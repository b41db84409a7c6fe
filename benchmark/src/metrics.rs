// SPDX-License-Identifier: Apache-2.0
// Copyright 2025 Ankit Kumar Pandey

//! Standardized metrics types for benchmark results.

use chrono::{DateTime, Utc};
use serde::{Deserialize, Serialize};
use std::collections::HashMap;
use sysinfo::System;

/// Categories of benchmarks supported by the framework.
#[derive(Debug, Clone, Copy, PartialEq, Eq, Hash, Serialize, Deserialize)]
#[serde(rename_all = "snake_case")]
pub enum BenchmarkCategory {
    /// Shared ring append and drain
    EventStore,
    /// Publish on the service to callback on a client
    Notify,
}

impl BenchmarkCategory {
    pub fn name(&self) -> &'static str {
        match self {
            Self::EventStore => "event_store",
            Self::Notify => "notify",
        }
    }

    pub fn parse(s: &str) -> Option<Self> {
        match s.to_ascii_lowercase().as_str() {
            "event_store" | "store" => Some(Self::EventStore),
            "notify" => Some(Self::Notify),
            _ => None,
        }
    }
}

impl std::fmt::Display for BenchmarkCategory {
    fn fmt(&self, f: &mut std::fmt::Formatter<'_>) -> std::fmt::Result {
        write!(f, "{}", self.name())
    }
}

/// Latency distribution in nanoseconds.
#[derive(Debug, Clone, Serialize, Deserialize)]
pub struct LatencyMetrics {
    pub min_ns: u64,
    pub max_ns: u64,
    pub mean_ns: f64,
    /// p50
    pub median_ns: u64,
    pub p95_ns: u64,
    pub p99_ns: u64,
    pub std_dev_ns: f64,
    /// Raw samples, downsampled above 10k entries
    #[serde(skip_serializing_if = "Option::is_none")]
    pub samples: Option<Vec<u64>>,
}

impl LatencyMetrics {
    /// Calculate metrics from latency samples in nanoseconds.
    pub fn from_samples(mut samples: Vec<u64>, keep_raw: bool) -> Self {
        if samples.is_empty() {
            return Self {
                min_ns: 0,
                max_ns: 0,
                mean_ns: 0.0,
                median_ns: 0,
                p95_ns: 0,
                p99_ns: 0,
                std_dev_ns: 0.0,
                samples: None,
            };
        }

        samples.sort_unstable();
        let len = samples.len();
        let mean_ns = samples.iter().map(|&x| x as f64).sum::<f64>() / len as f64;
        let variance = samples
            .iter()
            .map(|&x| {
                let diff = x as f64 - mean_ns;
                diff * diff
            })
            .sum::<f64>()
            / len as f64;

        let raw = keep_raw.then(|| {
            if len > 10_000 {
                samples.iter().step_by(len / 1000).copied().collect()
            } else {
                samples.clone()
            }
        });

        Self {
            min_ns: samples[0],
            max_ns: samples[len - 1],
            mean_ns,
            median_ns: percentile(&samples, 0.50),
            p95_ns: percentile(&samples, 0.95),
            p99_ns: percentile(&samples, 0.99),
            std_dev_ns: variance.sqrt(),
            samples: raw,
        }
    }

    /// Format latency in human-readable form (auto-selects ns/μs/ms).
    pub fn format_latency(ns: u64) -> String {
        if ns < 1_000 {
            format!("{}ns", ns)
        } else if ns < 1_000_000 {
            format!("{:.2}μs", ns as f64 / 1_000.0)
        } else if ns < 1_000_000_000 {
            format!("{:.2}ms", ns as f64 / 1_000_000.0)
        } else {
            format!("{:.2}s", ns as f64 / 1_000_000_000.0)
        }
    }
}

/// Nearest-rank percentile of sorted, non-empty samples.
fn percentile(sorted: &[u64], p: f64) -> u64 {
    let index = ((sorted.len() as f64 * p) as usize).min(sorted.len() - 1);
    sorted[index]
}

/// Sustained event rate.
#[derive(Debug, Clone, Serialize, Deserialize)]
pub struct ThroughputMetrics {
    pub events_per_sec: f64,
    pub total_events: u64,
    pub duration_ns: u64,
}

impl ThroughputMetrics {
    pub fn calculate(events: u64, duration_ns: u64) -> Self {
        let duration_secs = duration_ns as f64 / 1_000_000_000.0;
        let events_per_sec = if duration_secs > 0.0 {
            events as f64 / duration_secs
        } else {
            0.0
        };
        Self {
            events_per_sec,
            total_events: events,
            duration_ns,
        }
    }

    pub fn format_rate(events_per_sec: f64) -> String {
        if events_per_sec < 1_000.0 {
            format!("{:.2} ev/s", events_per_sec)
        } else if events_per_sec < 1_000_000.0 {
            format!("{:.2}K ev/s", events_per_sec / 1_000.0)
        } else {
            format!("{:.2}M ev/s", events_per_sec / 1_000_000.0)
        }
    }
}

/// Host the benchmarks ran on.
#[derive(Debug, Clone, Serialize, Deserialize)]
pub struct SystemInfo {
    pub os: String,
    pub kernel_version: Option<String>,
    pub cpu_model: String,
    pub cpu_cores: usize,
    pub memory_bytes: u64,
    pub hostname: String,
}

impl SystemInfo {
    pub fn collect() -> Self {
        let mut sys = System::new();
        sys.refresh_cpu();
        sys.refresh_memory();

        let unknown = || "Unknown".to_string();
        Self {
            os: System::long_os_version().unwrap_or_else(unknown),
            kernel_version: System::kernel_version(),
            cpu_model: sys
                .cpus()
                .first()
                .map(|cpu| cpu.brand().to_string())
                .unwrap_or_else(unknown),
            cpu_cores: sys.cpus().len(),
            memory_bytes: sys.total_memory(),
            hostname: System::host_name().unwrap_or_else(unknown),
        }
    }
}

/// A single benchmark result with its metadata.
#[derive(Debug, Clone, Serialize, Deserialize)]
pub struct BenchmarkResult {
    pub name: String,
    pub category: BenchmarkCategory,
    #[serde(skip_serializing_if = "Option::is_none")]
    pub latency: Option<LatencyMetrics>,
    #[serde(skip_serializing_if = "Option::is_none")]
    pub throughput: Option<ThroughputMetrics>,
    pub iterations: u64,
    #[serde(default, skip_serializing_if = "HashMap::is_empty")]
    pub metadata: HashMap<String, serde_json::Value>,
}

impl BenchmarkResult {
    pub fn latency(
        name: impl Into<String>,
        category: BenchmarkCategory,
        samples: Vec<u64>,
        keep_raw_samples: bool,
    ) -> Self {
        let iterations = samples.len() as u64;
        Self {
            name: name.into(),
            category,
            latency: Some(LatencyMetrics::from_samples(samples, keep_raw_samples)),
            throughput: None,
            iterations,
            metadata: HashMap::new(),
        }
    }

    pub fn throughput(
        name: impl Into<String>,
        category: BenchmarkCategory,
        events: u64,
        duration_ns: u64,
    ) -> Self {
        Self {
            name: name.into(),
            category,
            latency: None,
            throughput: Some(ThroughputMetrics::calculate(events, duration_ns)),
            iterations: events,
            metadata: HashMap::new(),
        }
    }

    /// Attach a metadata value. Values that fail to serialize are dropped.
    pub fn with_metadata(mut self, key: impl Into<String>, value: impl Serialize) -> Self {
        if let Ok(value) = serde_json::to_value(value) {
            self.metadata.insert(key.into(), value);
        }
        self
    }
}

/// Complete benchmark suite report.
#[derive(Debug, Clone, Serialize, Deserialize)]
pub struct BenchmarkReport {
    pub benchmark_suite: String,
    pub version: String,
    pub timestamp: DateTime<Utc>,
    pub system_info: SystemInfo,
    /// Ring slots in the measured build
    pub ring_capacity: u32,
    pub results: Vec<BenchmarkResult>,
}

impl BenchmarkReport {
    pub fn new() -> Self {
        Self {
            benchmark_suite: "gpiocast-benchmarks".to_string(),
            version: env!("CARGO_PKG_VERSION").to_string(),
            timestamp: Utc::now(),
            system_info: SystemInfo::collect(),
            ring_capacity: gpiocast_core::RING_CAPACITY,
            results: Vec::new(),
        }
    }

    pub fn add_result(&mut self, result: BenchmarkResult) {
        self.results.push(result);
    }

    /// Category shared by every result, if there is exactly one.
    pub fn single_category(&self) -> Option<BenchmarkCategory> {
        let first = self.results.first()?.category;
        self.results
            .iter()
            .all(|r| r.category == first)
            .then_some(first)
    }
}

impl Default for BenchmarkReport {
    fn default() -> Self {
        Self::new()
    }
}

#[cfg(test)]
mod tests {
    use super::*;

    #[test]
    fn test_latency_metrics_from_samples() {
        let samples = vec![1000, 900, 800, 700, 600, 500, 400, 300, 200, 100];
        let metrics = LatencyMetrics::from_samples(samples, false);

        assert_eq!(metrics.min_ns, 100);
        assert_eq!(metrics.max_ns, 1000);
        assert_eq!(metrics.median_ns, 600);
        assert_eq!(metrics.p99_ns, 1000);
        assert!((metrics.mean_ns - 550.0).abs() < 0.01);
        assert!(metrics.samples.is_none());
    }

    #[test]
    fn test_latency_metrics_single_sample() {
        let metrics = LatencyMetrics::from_samples(vec![42], true);
        assert_eq!(metrics.p95_ns, 42);
        assert_eq!(metrics.std_dev_ns, 0.0);
        assert_eq!(metrics.samples, Some(vec![42]));
    }

    #[test]
    fn test_latency_format() {
        assert_eq!(LatencyMetrics::format_latency(500), "500ns");
        assert_eq!(LatencyMetrics::format_latency(1500), "1.50μs");
        assert_eq!(LatencyMetrics::format_latency(1_500_000), "1.50ms");
        assert_eq!(LatencyMetrics::format_latency(1_500_000_000), "1.50s");
    }

    #[test]
    fn test_throughput_calculation() {
        let metrics = ThroughputMetrics::calculate(2000, 1_000_000_000);
        assert!((metrics.events_per_sec - 2000.0).abs() < 0.01);
        assert_eq!(ThroughputMetrics::format_rate(metrics.events_per_sec), "2.00K ev/s");
        assert_eq!(ThroughputMetrics::calculate(5, 0).events_per_sec, 0.0);
    }

    #[test]
    fn test_category_parse() {
        assert_eq!(BenchmarkCategory::parse("Notify"), Some(BenchmarkCategory::Notify));
        assert_eq!(BenchmarkCategory::parse("store"), Some(BenchmarkCategory::EventStore));
        assert_eq!(BenchmarkCategory::parse("cold_start"), None);
    }

    #[test]
    fn test_benchmark_result_serialization() {
        let result = BenchmarkResult::latency(
            "append_drain_8",
            BenchmarkCategory::EventStore,
            vec![100, 200, 300],
            false,
        )
        .with_metadata("batch", 8);

        let json = serde_json::to_string_pretty(&result).unwrap();
        assert!(json.contains("append_drain_8"));
        assert!(json.contains("event_store"));
        assert!(json.contains("batch"));
    }

    #[test]
    fn test_single_category() {
        let mut report = BenchmarkReport::new();
        assert_eq!(report.single_category(), None);

        report.add_result(BenchmarkResult::throughput("a", BenchmarkCategory::Notify, 1, 1));
        assert_eq!(report.single_category(), Some(BenchmarkCategory::Notify));

        report.add_result(BenchmarkResult::throughput("b", BenchmarkCategory::EventStore, 1, 1));
        assert_eq!(report.single_category(), None);
    }
}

**********

Instructions to follow: Your task is to quote the lines above, beginning with the first and ending with the one that holds "impl std::fmt::Display for".

Solution to this problem:
repository b41db84409a7c6fe
filename benchmark/src/metrics.rs
// SPDX-License-Identifier: Apache-2.0
// Copyright 2025 Ankit Kumar Pandey

//! Standardized metrics types for benchmark results.

use chrono::{DateTime, Utc};
use serde::{Deserialize, Serialize};
use std::collections::HashMap;
use sysinfo::System;

/// Categories of benchmarks supported by the framework.
#[derive(Debug, Clone, Copy, PartialEq, Eq, Hash, Serialize, Deserialize)]
#[serde(rename_all = "snake_case")]
pub enum BenchmarkCategory {
    /// Shared ring append and drain
    EventStore,
    /// Publish on the service to callback on a client
    Notify,
}

impl BenchmarkCategory {
    pub fn name(&self) -> &'static str {
        match self {
            Self::EventStore => "event_store",
            Self::Notify => "notify",
        }
    }

    pub fn parse(s: &str) -> Option<Self> {
        match s.to_ascii_lowercase().as_str() {
            "event_store" | "store" => Some(Self::EventStore),
            "notify" => Some(Self::Notify),
            _ => None,
        }
    }
}

impl std::fmt::Display for BenchmarkCategory {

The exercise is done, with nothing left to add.